Has President Trump gone full-blown neocon? Antonius Aquinas thinks so, and argues that foes of the globalists and the interventionists might have been better off if Clinton had won. From Aquinas on a guest post at theburningplatform.com:
Last Thursday’s wanton attack on a Syrian air field by the US and its bellicose actions toward North Korea have brought to the forefront the real cost of candidate Trump’s landslide victory last November.
Unlike most laymen, accountants, and financial analysts, economists look at cost differently. For economists, cost or more specifically, “opportunity cost,” means “a benefit that a person could have received, but gave up, to take another course of action. Stated differently, opportunity cost represents an alternative given up when a decision is made.”

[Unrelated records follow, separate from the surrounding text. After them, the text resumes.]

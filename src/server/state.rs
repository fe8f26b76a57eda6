use crate::{
    config::Config,
    error::Result,
    relay::origin::OriginGate,
    upstream::{HttpUpstream, Upstream},
};
use std::sync::Arc;
use std::time::{Duration, Instant};

/// Application state shared across all handlers
///
/// Everything here is read-only after startup.
#[derive(Clone)]
pub struct AppState {
    /// Application configuration
    pub config: Arc<Config>,
    /// Caller origin check built from the configured allow-list
    pub origin_gate: OriginGate,
    /// Executes outbound requests
    pub upstream: Arc<dyn Upstream>,
    /// Process start, reported by the health endpoint
    pub started_at: Instant,
}

impl AppState {
    /// Create a new AppState backed by a pooled HTTP client
    pub fn new(config: Config) -> Result<Self> {
        let upstream = HttpUpstream::new(Duration::from_secs(config.upstream_timeout_secs))?;
        Ok(Self::with_upstream(config, Arc::new(upstream)))
    }

    /// Create an AppState with a caller-provided upstream
    pub fn with_upstream(config: Config, upstream: Arc<dyn Upstream>) -> Self {
        let origin_gate = OriginGate::new(
            config.allow_list.clone(),
            config.allow_loopback_without_origin,
        );

        Self {
            config: Arc::new(config),
            origin_gate,
            upstream,
            started_at: Instant::now(),
        }
    }
}
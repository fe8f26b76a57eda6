use crate::{
    error::{RelayError, Result},
    metrics,
    relay::{cookie::last_requested_origin, target::escape_query_value},
    server::state::AppState,
};
use axum::{
    extract::State,
    http::{HeaderMap, Method, StatusCode, Uri},
    response::{IntoResponse, Redirect, Response},
};
use tracing::info;

/// Router fallback for every path other than the relay endpoint.
///
/// Players that resolve a relative reference against the relay's own URL end
/// up here. When enabled, the `_last_requested` cookie supplies the host the
/// path belongs to and the caller is redirected back into the relay.
pub async fn redirect_to_relay(
    State(state): State<AppState>,
    method: Method,
    uri: Uri,
    headers: HeaderMap,
) -> Result<Response> {
    if !state.config.fallback_enabled || !matches!(method, Method::GET | Method::POST) {
        return Ok(StatusCode::NOT_FOUND.into_response());
    }

    let host = last_requested_origin(&headers).ok_or(RelayError::NoFallbackTarget)?;
    let location = fallback_location(&state.config.relay_path, &host, &uri);

    info!("Fallback redirect {} -> {}", uri, location);
    metrics::record_request("fallback", StatusCode::TEMPORARY_REDIRECT.as_u16());

    // 307 keeps the method, so POSTs stay POSTs
    Ok(Redirect::temporary(&location).into_response())
}

/// `<relay-path>?url=<host>/<path>[?<query>]` with the target escaped as one
/// query value.
pub fn fallback_location(relay_path: &str, host: &str, uri: &Uri) -> String {
    let path = uri.path().trim_start_matches('/');
    let mut target = format!("{}/{}", host, path);
    if let Some(query) = uri.query().filter(|q| !q.is_empty()) {
        target.push('?');
        target.push_str(query);
    }
    format!("{}?url={}", relay_path, escape_query_value(&target))
}
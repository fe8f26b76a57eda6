//! Caller origin gate.
//!
//! Compares the browser-reported `Origin` header against the configured
//! allow-list before any upstream work happens.

use crate::error::{RelayError, Result};
use std::net::SocketAddr;
use tracing::{debug, warn};

/// Placeholder origin used when a loopback client sends no `Origin` header.
pub const LOOPBACK_PLACEHOLDER_ORIGIN: &str = "http://localhost";

/// Origins permitted to use the relay.
#[derive(Clone, Debug, PartialEq)]
pub enum AllowList {
    /// Wildcard: any caller, with or without an `Origin` header
    Any,
    /// Exact, case-sensitive origin strings
    Only(Vec<String>),
}

impl AllowList {
    /// Parse a comma-separated list. Entries are trimmed and empty entries
    /// dropped; a `*` entry anywhere makes the list a wildcard.
    pub fn parse(raw: &str) -> Self {
        let entries: Vec<String> = raw
            .split(',')
            .map(str::trim)
            .filter(|entry| !entry.is_empty())
            .map(str::to_string)
            .collect();

        if entries.is_empty() || entries.iter().any(|entry| entry == "*") {
            AllowList::Any
        } else {
            AllowList::Only(entries)
        }
    }

    pub fn permits(&self, origin: &str) -> bool {
        match self {
            AllowList::Any => true,
            AllowList::Only(entries) => entries.iter().any(|entry| entry == origin),
        }
    }
}

/// Outcome of a successful origin check.
#[derive(Clone, Debug, PartialEq)]
pub enum AllowedOrigin {
    Any,
    Exact(String),
    /// Local development exception: no `Origin` header from a loopback peer
    LoopbackPlaceholder,
}

impl AllowedOrigin {
    /// Value for `Access-Control-Allow-Origin`.
    pub fn header_value(&self) -> &str {
        match self {
            AllowedOrigin::Any => "*",
            AllowedOrigin::Exact(origin) => origin,
            AllowedOrigin::LoopbackPlaceholder => LOOPBACK_PLACEHOLDER_ORIGIN,
        }
    }
}

#[derive(Clone, Debug)]
pub struct OriginGate {
    allow_list: AllowList,
    allow_loopback_without_origin: bool,
}

impl OriginGate {
    pub fn new(allow_list: AllowList, allow_loopback_without_origin: bool) -> Self {
        Self {
            allow_list,
            allow_loopback_without_origin,
        }
    }

    /// Decide whether a caller may use the relay.
    ///
    /// # Errors
    /// Returns [`RelayError::OriginDenied`] when the list is not a wildcard
    /// and the origin is absent or not listed.
    pub fn check(&self, origin: Option<&str>, peer: Option<SocketAddr>) -> Result<AllowedOrigin> {
        let origin = origin.map(str::trim).filter(|o| !o.is_empty());

        if self.allow_list == AllowList::Any {
            return Ok(AllowedOrigin::Any);
        }

        match origin {
            Some(origin) if self.allow_list.permits(origin) => {
                debug!("Origin {} allowed", origin);
                Ok(AllowedOrigin::Exact(origin.to_string()))
            }
            Some(origin) => Err(RelayError::OriginDenied(Some(origin.to_string()))),
            None => {
                let loopback_peer = peer.map(|addr| addr.ip().is_loopback()).unwrap_or(false);
                if self.allow_loopback_without_origin && loopback_peer {
                    warn!(
                        "No Origin header from loopback peer {:?}; allowing as {}",
                        peer, LOOPBACK_PLACEHOLDER_ORIGIN
                    );
                    Ok(AllowedOrigin::LoopbackPlaceholder)
                } else {
                    Err(RelayError::OriginDenied(None))
                }
            }
        }
    }
}
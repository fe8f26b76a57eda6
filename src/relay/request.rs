//! Outbound request construction.

use super::cookie::LAST_REQUESTED_COOKIE;
use super::query::RelayQuery;
use super::target::TargetDescriptor;
use crate::error::{RelayError, Result};
use axum::http::{HeaderMap, HeaderName, HeaderValue, Method, header};
use serde_json::Value;
use url::Url;

/// Caller headers that describe the caller's hop to the relay, not the
/// relay's hop to the upstream.
const NOT_FORWARDED: &[&str] = &[
    "host",
    "connection",
    "keep-alive",
    "proxy-authenticate",
    "proxy-authorization",
    "proxy-connection",
    "te",
    "trailer",
    "transfer-encoding",
    "upgrade",
    "content-length",
    "content-type",
    "origin",
    "referer",
    "cookie",
    "accept-encoding",
];

fn is_forwarded(name: &HeaderName) -> bool {
    !NOT_FORWARDED.contains(&name.as_str())
}

/// Fully resolved description of the call the upstream collaborator makes.
#[derive(Clone, Debug)]
pub struct OutboundRequest {
    pub method: Method,
    pub url: Url,
    pub headers: HeaderMap,
    pub json: Option<Value>,
}

impl OutboundRequest {
    /// Build the outbound request from the decoded relay query.
    ///
    /// `default_method` is the method the caller used on the relay route;
    /// an explicit `method` query value overrides it.
    ///
    /// # Errors
    /// [`RelayError::InvalidParam`] for an invalid method or header override.
    pub fn build(
        query: &RelayQuery,
        target: &TargetDescriptor,
        caller_headers: &HeaderMap,
        default_method: Method,
    ) -> Result<Self> {
        let method = match query.method.as_deref() {
            Some(raw) => Method::from_bytes(raw.trim().to_ascii_uppercase().as_bytes()).map_err(
                |_| RelayError::InvalidParam {
                    name: "method",
                    reason: format!("'{}' is not an HTTP method", raw),
                },
            )?,
            None => default_method,
        };

        let mut url = target.url().clone();
        if !query.params.is_empty() {
            url.query_pairs_mut().extend_pairs(&query.params);
        }

        let headers = apply_overrides(forwarded_headers(caller_headers), &query.headers)?;

        Ok(Self {
            method,
            url,
            headers,
            json: query.json.clone(),
        })
    }
}

/// Caller headers that travel upstream, with cookies mirrored and compressed
/// transfer disabled.
pub fn forwarded_headers(caller_headers: &HeaderMap) -> HeaderMap {
    let mut headers = HeaderMap::new();
    for (name, value) in caller_headers.iter() {
        if is_forwarded(name) {
            headers.append(name.clone(), value.clone());
        }
    }

    if let Some(cookie) = forwarded_cookies(caller_headers) {
        headers.insert(header::COOKIE, cookie);
    }

    // Bodies are re-emitted as received, so never ask for a compressed one
    headers.insert(header::ACCEPT_ENCODING, HeaderValue::from_static("identity"));
    headers
}

/// Caller cookies minus the relay's own bookkeeping cookie.
fn forwarded_cookies(caller_headers: &HeaderMap) -> Option<HeaderValue> {
    let cookies: Vec<&str> = caller_headers
        .get_all(header::COOKIE)
        .iter()
        .filter_map(|v| v.to_str().ok())
        .flat_map(|v| v.split(';'))
        .map(str::trim)
        .filter(|pair| !pair.is_empty())
        .filter(|pair| {
            pair.split_once('=')
                .map(|(name, _)| name.trim() != LAST_REQUESTED_COOKIE)
                .unwrap_or(true)
        })
        .collect();

    if cookies.is_empty() {
        return None;
    }
    HeaderValue::from_str(&cookies.join("; ")).ok()
}

/// Apply caller-supplied header overrides on top of `headers`.
pub fn apply_overrides(mut headers: HeaderMap, overrides: &[(String, String)]) -> Result<HeaderMap> {
    for (name, value) in overrides {
        let invalid = |reason: String| RelayError::InvalidParam {
            name: "headers",
            reason,
        };
        let name = HeaderName::from_bytes(name.as_bytes())
            .map_err(|_| invalid(format!("invalid header name '{}'", name)))?;
        let value = HeaderValue::from_str(value)
            .map_err(|_| invalid(format!("invalid value for header '{}'", name)))?;
        headers.insert(name, value);
    }
    Ok(headers)
}
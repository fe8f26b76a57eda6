//! Same-origin CORS relay.
//!
//! Fetches a caller-specified URL, re-emits the response with permissive
//! CORS headers and rewrites HLS playlists so every segment and
//! sub-playlist request is routed back through the relay.

pub mod config;
pub mod error;
pub mod hls;
pub mod metrics;
pub mod relay;
pub mod server;
pub mod upstream;
//! Response header sanitizing and redirect rewriting.
//!
//! Each step takes a header map and returns a new one so the pipeline can be
//! checked stage by stage.

use super::origin::AllowedOrigin;
use super::target::{RelayBase, TargetDescriptor};
use axum::http::{HeaderMap, HeaderName, HeaderValue, header};
use tracing::{debug, warn};

/// Upstream framing headers that no longer hold once the body is re-emitted.
pub const STRIPPED_HEADERS: &[HeaderName] = &[
    header::VARY,
    header::CONTENT_ENCODING,
    header::TRANSFER_ENCODING,
    header::CONTENT_LENGTH,
];

/// Copy upstream headers minus [`STRIPPED_HEADERS`] and set
/// `Access-Control-Allow-Origin`.
pub fn sanitize(upstream: &HeaderMap, origin: &AllowedOrigin) -> HeaderMap {
    let mut headers = HeaderMap::with_capacity(upstream.len() + 1);
    for (name, value) in upstream.iter() {
        if !STRIPPED_HEADERS.contains(name) {
            headers.append(name.clone(), value.clone());
        }
    }

    let allow_origin = HeaderValue::from_str(origin.header_value())
        .unwrap_or_else(|_| HeaderValue::from_static("*"));
    headers.insert(header::ACCESS_CONTROL_ALLOW_ORIGIN, allow_origin);
    headers
}

/// Route a redirect `Location` back through the relay.
///
/// Relative locations are resolved against the target first. The resolved
/// value is escaped only where it would otherwise leak out of the `url`
/// parameter, so its query reaches the upstream unchanged on the next request.
pub fn rewrite_location(
    mut headers: HeaderMap,
    target: &TargetDescriptor,
    relay: &RelayBase,
) -> HeaderMap {
    let Some(location) = headers.get(header::LOCATION).and_then(|v| v.to_str().ok()) else {
        return headers;
    };

    let absolute = match target.resolve(location) {
        Some(url) => url.to_string(),
        None => {
            warn!("Unresolvable Location header '{}' left as-is", location);
            return headers;
        }
    };

    let routed = relay.route_readable(&absolute);
    debug!("Rewriting Location {} -> {}", location, routed);

    match HeaderValue::from_str(&routed) {
        Ok(value) => {
            headers.insert(header::LOCATION, value);
        }
        Err(e) => warn!("Rewritten Location is not a valid header value: {}", e),
    }
    headers
}
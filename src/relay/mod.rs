//! Relay core: origin gate, request building and response rewriting.

pub mod cookie;
pub mod headers;
pub mod origin;
pub mod query;
pub mod request;
pub mod target;
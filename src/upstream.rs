//! Outbound HTTP fetch.
//!
//! The relay core only describes requests ([`OutboundRequest`]); executing
//! them is delegated to an [`Upstream`] implementation. [`HttpUpstream`] is
//! the production one, built on a pooled reqwest client.

use crate::error::Result;
use crate::relay::request::OutboundRequest;
use async_trait::async_trait;
use axum::body::Bytes;
use axum::http::{HeaderMap, StatusCode};
use reqwest::{Client, redirect};
use std::time::Duration;
use tracing::{debug, warn};

/// Default per-request timeout in seconds.
pub const DEFAULT_TIMEOUT_SECS: u64 = 30;

/// Outcome of an upstream fetch, consumed once to build the relay response.
#[derive(Clone, Debug)]
pub struct UpstreamResponse {
    pub status: StatusCode,
    pub headers: HeaderMap,
    pub body: Bytes,
}

#[async_trait]
pub trait Upstream: Send + Sync {
    /// Execute the request once. Non-success statuses are a normal result;
    /// only transport failures are errors.
    async fn fetch(&self, request: OutboundRequest) -> Result<UpstreamResponse>;
}

/// reqwest-backed upstream.
///
/// Redirects are not followed so the relay can route them back through
/// itself.
#[derive(Clone, Debug)]
pub struct HttpUpstream {
    client: Client,
}

impl HttpUpstream {
    pub fn new(timeout: Duration) -> Result<Self> {
        let client = Client::builder()
            .pool_idle_timeout(Duration::from_secs(90))
            .pool_max_idle_per_host(10)
            .timeout(timeout)
            .redirect(redirect::Policy::none())
            .build()?;
        Ok(Self { client })
    }
}

#[async_trait]
impl Upstream for HttpUpstream {
    async fn fetch(&self, request: OutboundRequest) -> Result<UpstreamResponse> {
        debug!("Fetching {} {}", request.method, request.url);

        let mut builder = self
            .client
            .request(request.method.clone(), request.url.clone())
            .headers(request.headers);
        if let Some(json) = &request.json {
            builder = builder.json(json);
        }

        let response = builder.send().await.map_err(|e| {
            warn!("Upstream fetch failed for {} {}: {}", request.method, request.url, e);
            e
        })?;

        let status = response.status();
        let headers = response.headers().clone();
        let body = response.bytes().await?;

        if !status.is_success() {
            debug!("Upstream returned {} for {}", status, request.url);
        }

        Ok(UpstreamResponse {
            status,
            headers,
            body,
        })
    }
}
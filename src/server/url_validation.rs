use crate::error::{RelayError, Result};
use std::net::{IpAddr, Ipv4Addr, Ipv6Addr};
use url::{Host, Url};

/// Reject relay targets that address internal networks (SSRF protection).
///
/// Only IP literals are checked. Hostnames are not resolved, so a name that
/// resolves to a private address still passes.
///
/// # Errors
/// Returns [`RelayError::TargetNotAllowed`] for loopback, private,
/// link-local, unspecified or unique-local addresses, including IPv4 addresses
/// embedded in IPv6 (`::ffff:10.0.0.1`).
pub fn validate_target_address(url: &Url) -> Result<()> {
    let blocked = match url.host() {
        Some(Host::Ipv4(ip)) => is_internal(IpAddr::V4(ip)),
        Some(Host::Ipv6(ip)) => is_internal(IpAddr::V6(ip)),
        Some(Host::Domain(domain)) => domain.eq_ignore_ascii_case("localhost"),
        None => true,
    };

    if blocked {
        return Err(RelayError::TargetNotAllowed(format!(
            "{} addresses an internal network",
            url.host_str().unwrap_or("<no host>")
        )));
    }
    Ok(())
}

fn is_internal(ip: IpAddr) -> bool {
    match ip {
        IpAddr::V4(v4) => is_internal_v4(v4),
        IpAddr::V6(v6) => match v6.to_ipv4_mapped() {
            Some(v4) => is_internal_v4(v4),
            None => is_internal_v6(v6),
        },
    }
}

fn is_internal_v4(ip: Ipv4Addr) -> bool {
    ip.is_unspecified()
        || ip.octets()[0] == 0 // 0.0.0.0/8
        || ip.is_loopback()
        || ip.is_private()
        || ip.is_link_local() // includes cloud metadata 169.254.169.254
}

fn is_internal_v6(ip: Ipv6Addr) -> bool {
    let first = ip.segments()[0];
    ip.is_unspecified()
        || ip.is_loopback()
        || (first & 0xffc0) == 0xfe80 // fe80::/10
        || (first & 0xfe00) == 0xfc00 // fc00::/7
}

#[cfg(test)]
mod tests {
    use super::*;

    fn check(raw: &str) -> Result<()> {
        validate_target_address(&Url::parse(raw).unwrap())
    }

    #[test]
    fn test_rejects_loopback_and_localhost() {
        assert!(check("http://127.0.0.1/playlist.m3u8").is_err());
        assert!(check("http://127.9.9.9/").is_err());
        assert!(check("http://localhost:8080/").is_err());
        assert!(check("http://[::1]/").is_err());
    }

    #[test]
    fn test_rejects_private_ranges() {
        assert!(check("http://10.1.2.3/").is_err());
        assert!(check("http://172.16.0.1/").is_err());
        assert!(check("http://172.31.255.255/").is_err());
        assert!(check("http://192.168.1.1/").is_err());
        assert!(check("http://0.1.2.3/").is_err());
    }

    #[test]
    fn test_rejects_link_local_metadata() {
        assert!(check("http://169.254.169.254/latest/meta-data/").is_err());
        assert!(check("http://[fe80::1]/").is_err());
    }

    #[test]
    fn test_rejects_unique_local_and_mapped() {
        assert!(check("http://[fd00::1]/").is_err());
        assert!(check("http://[::ffff:10.0.0.1]/").is_err());
    }

    #[test]
    fn test_allows_public_addresses() {
        assert!(check("https://cdn.example.com/live/index.m3u8").is_ok());
        assert!(check("http://203.0.113.7/seg.ts").is_ok());
        assert!(check("http://172.32.0.1/").is_ok());
        assert!(check("http://[2001:db8::1]/").is_ok());
    }
}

Such thinking can be roughly applied to the political realm. In the case of last fall’s US Presidential election, the cost of Donald Trump’s unexpected victory was not the money spent on the campaign, but the diffusion (hopefully, only temporary) of the growing anti-Establishment groundswell that was percolating not only in America, but across the globe.
The Trump phenomenon, Brexit, Texas secession talk, anti-immigration gatherings, central bank scrutiny, the exposure and decline of the lying, dominant mass media, and other populist movements and causes were symptoms of the masses dissatisfaction with their exploitation by the ruling elites. Trump’s triumph has squashed and defused many of these populist uprisings since a number of his campaign themes empathized with these trends.